I awaken to darkened mornings and sleep to nights equally so. With demands ringing and the rain adding on the the din with its irascible grumble, it's quite right to say that I've been rather deafened by the hubbub, bent over like a wizened crone under all that pressure. And yet, I've come to try to seek equilibrium. I'm trying, hard, to be like that rock that the waves flow past, steadfast yet molding itself to the caresses of the currents gradually.
But it isn't always bad. Despite the tumultuous weather which occasionally leaves me shivering like that shriveled leaf that clings on to the branch for its dear life, I'm looking ahead to sunnier days, with less homework and thinking about the great thing that I'm stepping into soon also known as the future. (Actually, I don't mind homework. Correction: expectations)
So this it what it feels like - the unrelenting pressure lid being put on and one never getting to see sunlight streaming into the house. Is it what it feels like to be an adult? Probably. Still, it's part of the system, so I'm attempting to embrace it, or at least, work with it. It's not going to be easy, but I'll try, for my dear momma's sake.
On the other hand, I've been kicking back a little. Not too much, just the slight loosening of the reins. As I said earlier - balance. Providing some ailment to the slightly shaky hands and weary feet in the nights by encasing them in fuzzy bocks (boot-socks?) propping them (the feet) up on the ottoman whilst reading helps in easing off the knots. And all in good time too, with the introduction of this reading program school just introduced. It's strange, how I've missed it. Missed this sort of literacy test where I keep prodding myself to improve. But that's a story for another time.

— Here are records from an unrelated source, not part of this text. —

use std::collections::VecDeque;
use std::time::{Duration, Instant};

use clap::{Parser, ValueEnum};
use graph_compute_core::{
    analyze, find_shortest_path, find_spanning_tree, select_shortest_path_strategy,
    topological_sort, traverse, Density, Direction, Graph, GraphConfig, GraphError,
    ShortestPathStrategy, SpanningTreeStrategy, TraversalOrder, Weight,
};
use tracing_subscriber::EnvFilter;

/// Bellman-Ford is O(V·E); skip it above this many vertices.
const BELLMAN_FORD_LIMIT: usize = 5_000;

#[derive(Parser, Debug)]
#[command(
    name = "graph-compute-bench",
    about = "Run graph-compute-core algorithms over generated graphs"
)]
struct Cli {
    /// Graph generator to run
    #[arg(value_enum, default_value_t = Mode::All)]
    mode: Mode,

    /// Target vertex count per generated graph
    #[arg(
        short,
        long,
        default_value_t = 2_000,
        value_parser = clap::value_parser!(u64).range(16..)
    )]
    nodes: u64,

    /// Storage strategy
    #[arg(long, value_enum, default_value_t = DensityArg::Sparse)]
    density: DensityArg,

    /// Edge direction
    #[arg(long, value_enum, default_value_t = DirectionArg::Directed)]
    direction: DirectionArg,
}

#[derive(Debug, Clone, Copy, PartialEq, Eq, ValueEnum)]
enum Mode {
    /// Every generator in turn
    All,
    /// Fractal branching tree (deep paths)
    Lsystem,
    /// Preferential attachment via edge sampling (hub-and-spoke)
    Scalefree,
    /// Watts-Strogatz ring lattice + shortcuts
    Smallworld,
    /// Erdos-Renyi uniform random edges
    Random,
    /// Two dense clusters joined by a thin bridge
    Barbell,
    /// Diffusion-limited aggregation (organic branching)
    Dla,
}

#[derive(Debug, Clone, Copy, PartialEq, Eq, ValueEnum)]
enum DensityArg {
    Dense,
    Sparse,
}

impl From<DensityArg> for Density {
    fn from(arg: DensityArg) -> Self {
        match arg {
            DensityArg::Dense => Density::Dense,
            DensityArg::Sparse => Density::Sparse,
        }
    }
}

#[derive(Debug, Clone, Copy, PartialEq, Eq, ValueEnum)]
enum DirectionArg {
    Directed,
    Undirected,
}

impl From<DirectionArg> for Direction {
    fn from(arg: DirectionArg) -> Self {
        match arg {
            DirectionArg::Directed => Direction::Directed,
            DirectionArg::Undirected => Direction::Undirected,
        }
    }
}

type Generator = fn(u64, GraphConfig) -> Result<Graph<u64>, GraphError<u64>>;

fn main() -> Result<(), GraphError<u64>> {
    tracing_subscriber::fmt()
        .with_env_filter(
            EnvFilter::try_from_default_env().unwrap_or_else(|_| EnvFilter::new("info")),
        )
        .with_writer(std::io::stderr)
        .init();

    let cli = Cli::parse();
    let config = GraphConfig {
        direction: cli.direction.into(),
        density: cli.density.into(),
        initial_capacity: Some(cli.nodes as usize),
    };

    println!("graph-compute-bench");
    println!("===================");
    println!("{:?} / {:?}, target {} vertices", config.direction, config.density, cli.nodes);
    println!();

    let generators: Vec<(&str, Generator)> = match cli.mode {
        Mode::Lsystem => vec![("L-system tree", gen_lsystem)],
        Mode::Scalefree => vec![("Scale-free (edge sampling)", gen_scale_free)],
        Mode::Smallworld => vec![("Small-world (Watts-Strogatz)", gen_small_world)],
        Mode::Random => vec![("Erdos-Renyi random", gen_random)],
        Mode::Barbell => vec![("Barbell (cluster-bridge-cluster)", gen_barbell)],
        Mode::Dla => vec![("DLA (organic branching)", gen_dla)],
        Mode::All => vec![
            ("L-system tree", gen_lsystem as Generator),
            ("Scale-free (edge sampling)", gen_scale_free),
            ("Small-world (Watts-Strogatz)", gen_small_world),
            ("Erdos-Renyi random", gen_random),
            ("Barbell (cluster-bridge-cluster)", gen_barbell),
            ("DLA (organic branching)", gen_dla),
        ],
    };

    for (name, generator) in generators {
        run_benchmark(name, generator, cli.nodes, config)?;
    }
    Ok(())
}

fn millis(elapsed: Duration) -> f64 {
    elapsed.as_secs_f64() * 1000.0
}

fn run_benchmark(
    name: &str,
    generator: Generator,
    node_count: u64,
    config: GraphConfig,
) -> Result<(), GraphError<u64>> {
    println!("--- {} ---", name);

    let t = Instant::now();
    let graph = generator(node_count, config)?;
    let gen_time = t.elapsed();
    let metadata = analyze(&graph);
    println!("Generated in {:.1}ms: {}", millis(gen_time), metadata);

    // Traversal reach from vertex 0
    println!();
    println!("{:>14} {:>10} {:>10}", "traversal", "reached", "time");
    println!("{:->14} {:->10} {:->10}", "", "", "");
    for (label, order) in [
        ("breadth-first", TraversalOrder::BreadthFirst),
        ("depth-first", TraversalOrder::DepthFirst),
    ] {
        let t = Instant::now();
        let reached = traverse(&graph, &0, order).count();
        println!("{:>14} {:>10} {:>8.1}ms", label, reached, millis(t.elapsed()));
    }

    // Shortest path: vertex 0 to the highest id (generators number vertices contiguously)
    let far = graph.len().saturating_sub(1) as u64;
    let preferred = select_shortest_path_strategy(&metadata);
    println!();
    println!("Shortest path 0 → {} (auto-dispatch: {:?})", far, preferred);
    println!("{:>14} {:>10} {:>10} {:>10}", "strategy", "hops", "distance", "time");
    println!("{:->14} {:->10} {:->10} {:->10}", "", "", "", "");
    for strategy in [
        ShortestPathStrategy::Unweighted,
        ShortestPathStrategy::Dijkstra,
        ShortestPathStrategy::BellmanFord,
    ] {
        if strategy == ShortestPathStrategy::BellmanFord && graph.len() > BELLMAN_FORD_LIMIT {
            println!("{:>14} (skipped above {} vertices)", "BellmanFord", BELLMAN_FORD_LIMIT);
            continue;
        }
        let t = Instant::now();
        let path = find_shortest_path(&graph, &0, &far, strategy)?;
        let elapsed = t.elapsed();
        match path {
            Some(p) => println!(
                "{:>14} {:>10} {:>10} {:>8.1}ms",
                format!("{:?}", strategy),
                p.hops(),
                p.distance(),
                millis(elapsed)
            ),
            None => println!(
                "{:>14} {:>10} {:>10} {:>8.1}ms",
                format!("{:?}", strategy),
                "-",
                "no path",
                millis(elapsed)
            ),
        }
    }

    // Spanning trees
    println!();
    println!("{:>14} {:>10} {:>10} {:>10}", "spanning", "edges", "weight", "time");
    println!("{:->14} {:->10} {:->10} {:->10}", "", "", "", "");
    for strategy in [SpanningTreeStrategy::Prims, SpanningTreeStrategy::Kruskals] {
        let t = Instant::now();
        let result = find_spanning_tree(&graph, strategy);
        let elapsed = t.elapsed();
        let label = format!("{:?}", strategy);
        match result {
            Ok(Some(tree)) => println!(
                "{:>14} {:>10} {:>10} {:>8.1}ms",
                label,
                tree.len(),
                tree.total_weight(),
                millis(elapsed)
            ),
            Ok(None) => println!("{:>14} (empty graph)", label),
            Err(e) => println!("{:>14} {} ({:.1}ms)", label, e, millis(elapsed)),
        }
    }

    // Topological sort
    println!();
    let t = Instant::now();
    let order = topological_sort(&graph);
    let elapsed = t.elapsed();
    match order {
        Some(order) => println!(
            "Topological sort: {} vertices ordered in {:.1}ms",
            order.len(),
            millis(elapsed)
        ),
        None => println!("Topological sort: cyclic ({:.1}ms)", millis(elapsed)),
    }
    println!();
    Ok(())
}

// ---------------------------------------------------------------------------
// Generators: O(n) or O(n + edges), single-threaded, deterministic
// ---------------------------------------------------------------------------

/// Simple LCG for deterministic, fast pseudo-random numbers.
struct FastRng(u64);

impl FastRng {
    fn new(seed: u64) -> Self {
        Self(seed)
    }

    fn next(&mut self, max: u64) -> u64 {
        self.0 = self.0.wrapping_mul(6364136223846793005).wrapping_add(1);
        (self.0 >> 33) % max
    }

    fn next_f64(&mut self) -> f64 {
        self.0 = self.0.wrapping_mul(6364136223846793005).wrapping_add(1);
        (self.0 >> 11) as f64 / (1u64 << 53) as f64
    }

    /// Edge weight in `1..=20`.
    fn weight(&mut self) -> Weight {
        self.next(20) as Weight + 1
    }
}

/// L-system fractal tree: each vertex spawns three children.
///
/// Deep paths with exponential width. Directed, it is the only generator
/// that always yields a DAG.
fn gen_lsystem(node_count: u64, config: GraphConfig) -> Result<Graph<u64>, GraphError<u64>> {
    let mut graph = Graph::with_config(config)?;
    let mut rng = FastRng::new(42);

    let branching = 3u64;
    graph.add_vertex(0);

    let mut next_id: u64 = 1;
    let mut frontier: Vec<u64> = vec![0];

    while next_id < node_count && !frontier.is_empty() {
        let mut next_frontier = Vec::with_capacity(frontier.len() * branching as usize);
        for &parent in &frontier {
            for _ in 0..branching {
                if next_id >= node_count {
                    break;
                }
                let child = next_id;
                next_id += 1;
                graph.add_weighted_edge(parent, child, rng.weight());
                next_frontier.push(child);
            }
        }
        frontier = next_frontier;
    }

    Ok(graph)
}

/// Scale-free via edge-list sampling.
///
/// Picking a random endpoint from the edge list attaches proportionally
/// to degree.
fn gen_scale_free(node_count: u64, config: GraphConfig) -> Result<Graph<u64>, GraphError<u64>> {
    let edges_per_node = 5u64;
    let mut graph = Graph::with_config(config)?;
    let mut rng = FastRng::new(12345);

    let mut endpoints: Vec<u64> = Vec::with_capacity((node_count * edges_per_node * 2) as usize);

    // Seed: small clique
    let seed = 5u64;
    for i in 0..seed {
        for j in (i + 1)..seed {
            graph.add_weighted_edge(i, j, rng.weight());
            endpoints.push(i);
            endpoints.push(j);
        }
    }

    for new_vertex in seed..node_count {
        graph.add_vertex(new_vertex);
        for _ in 0..edges_per_node {
            let target = endpoints[rng.next(endpoints.len() as u64) as usize];
            if target != new_vertex {
                graph.add_weighted_edge(new_vertex, target, rng.weight());
                endpoints.push(new_vertex);
                endpoints.push(target);
            }
        }
    }

    Ok(graph)
}

/// Small-world (Watts-Strogatz): ring lattice with random rewiring.
fn gen_small_world(node_count: u64, config: GraphConfig) -> Result<Graph<u64>, GraphError<u64>> {
    let k = 5u64; // forward neighbors on the ring
    let p = 0.05f64; // rewire probability
    let mut graph = Graph::with_config(config)?;
    let mut rng = FastRng::new(67890);

    for i in 0..node_count {
        for j in 1..=k {
            let neighbor = (i + j) % node_count;
            let weight = rng.weight();
            let target = if rng.next_f64() < p {
                let rewired = rng.next(node_count);
                if rewired != i {
                    rewired
                } else {
                    neighbor
                }
            } else {
                neighbor
            };
            graph.add_weighted_edge(i, target, weight);
        }
    }

    Ok(graph)
}

/// Erdos-Renyi: about five uniform random edges per vertex.
fn gen_random(node_count: u64, config: GraphConfig) -> Result<Graph<u64>, GraphError<u64>> {
    let target_edges = node_count * 5;
    let mut graph = Graph::with_config(config)?;
    let mut rng = FastRng::new(54321);

    for i in 0..node_count {
        graph.add_vertex(i);
    }

    for _ in 0..target_edges {
        let from = rng.next(node_count);
        let to = rng.next(node_count);
        if from != to {
            graph.add_weighted_edge(from, to, rng.weight());
        }
    }

    Ok(graph)
}

/// Barbell: two dense clusters joined by a chain of ten bridge vertices.
///
/// Every path between the clusters funnels through the bridge.
fn gen_barbell(node_count: u64, config: GraphConfig) -> Result<Graph<u64>, GraphError<u64>> {
    let bridge_len = 10u64;
    let cluster = (node_count.saturating_sub(bridge_len) / 2).max(2);
    let mut graph = Graph::with_config(config)?;
    let mut rng = FastRng::new(99999);

    let mut fill = |graph: &mut Graph<u64>, offset: u64| {
        for i in 0..cluster {
            graph.add_vertex(offset + i);
            for _ in 0..10u64.min(cluster - 1) {
                let target = rng.next(cluster);
                if target != i {
                    graph.add_weighted_edge(offset + i, offset + target, rng.weight());
                }
            }
        }
    };

    fill(&mut graph, 0);

    let bridge_start = cluster;
    for i in 0..bridge_len {
        let id = bridge_start + i;
        let previous = if i == 0 { cluster - 1 } else { id - 1 };
        graph.add_weighted_edge(previous, id, 1);
    }

    let b_start = bridge_start + bridge_len;
    graph.add_weighted_edge(b_start - 1, b_start, 1);
    fill(&mut graph, b_start);

    Ok(graph)
}

/// DLA (diffusion-limited aggregation): organic branching growth.
///
/// Each new vertex attaches to a recent "surface" vertex, with an occasional
/// long-range second edge.
fn gen_dla(node_count: u64, config: GraphConfig) -> Result<Graph<u64>, GraphError<u64>> {
    let mut graph = Graph::with_config(config)?;
    let mut rng = FastRng::new(77777);

    graph.add_vertex(0);

    let surface_max = 1_000usize;
    let mut surface: VecDeque<u64> = VecDeque::with_capacity(surface_max + 1);
    surface.push_back(0);

    for new_vertex in 1..node_count {
        let attach_to = surface[rng.next(surface.len() as u64) as usize];
        graph.add_weighted_edge(attach_to, new_vertex, rng.weight());

        // 10% chance of a second connection (loops and shortcuts)
        if rng.next(10) == 0 && new_vertex > 1 {
            let other = rng.next(new_vertex);
            if other != attach_to {
                graph.add_weighted_edge(new_vertex, other, rng.weight());
            }
        }

        surface.push_back(new_vertex);
        if surface.len() > surface_max {
            surface.pop_front();
        }
    }

    Ok(graph)
}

These rituals - books, bocks and Friday night movies - have been my backbone. I revel in the practices I stick to, finding some semblance of balance in it, me being a creature of comfort. For how long I know not, but more often than not, they come with tea. Tea for the soul in the late nights when I take a short break. Tea for keeping hands warm. Tea until I cease to be, I think.
For now, my needs are simple - tea, light entertainment and bocks. Not mentioning breakfast. Oh yes, breakfast. Not the sort where everything is frabjous-ly fancy or criminally lavish, no. Rather, porridge. Simple, basic porridge. You're probably wondering, why on earth would you want more oatmeal when you've already got such an expansive assortment of them?
In my defence, this is new.
This - oatmeal cooked to a deeper, creamier texture, with swirls of jam within - has fruits and nuts, much like my other porridge recipes. And yet, what makes it so addictive probably is it's mushed-up goodness that's got a hint of spice. It's what been tiding me over the mornings, well worth waking up a tad earlier and taking it's cooking time to water the plants and get ready for school.
Here's some ideas for combinations:
- Orange Marmalade, Honey and Coconut
- Bananas, Peanut Butter and Cocoa powder
- Coconut Sugar sprinkled generously on top with a splash of milk
Traditional Scottish Porridge
makes: for one hungry person
time taken - prep: 5 mins // cook: 15 mins
1/3 c rolled oats
1 c water or half-and-half water and milk or milk
pinch of salt
1/4 tsp ground nutmeg
1/3 tsp ground cinnamon
1 tbsp maple syrup
- to serve -
1 tbsp berry jam
handful of berries
1. Lightly toast your oats over low heat for 1-2 mins, before adding in the liquid and salt.
2. Increase heat to medium-low and bring to a boil, stirring occasionally so it doesn't clump up.
3. Cook for 10-15 mins, until the liquid is almost fully absorbed, then stir in the maple syrup and spices.
4. Remove, pour in a bowl and make a small well for your jam and top with berries, pistachios, arils and what-have-you. Serve warm and enjoy.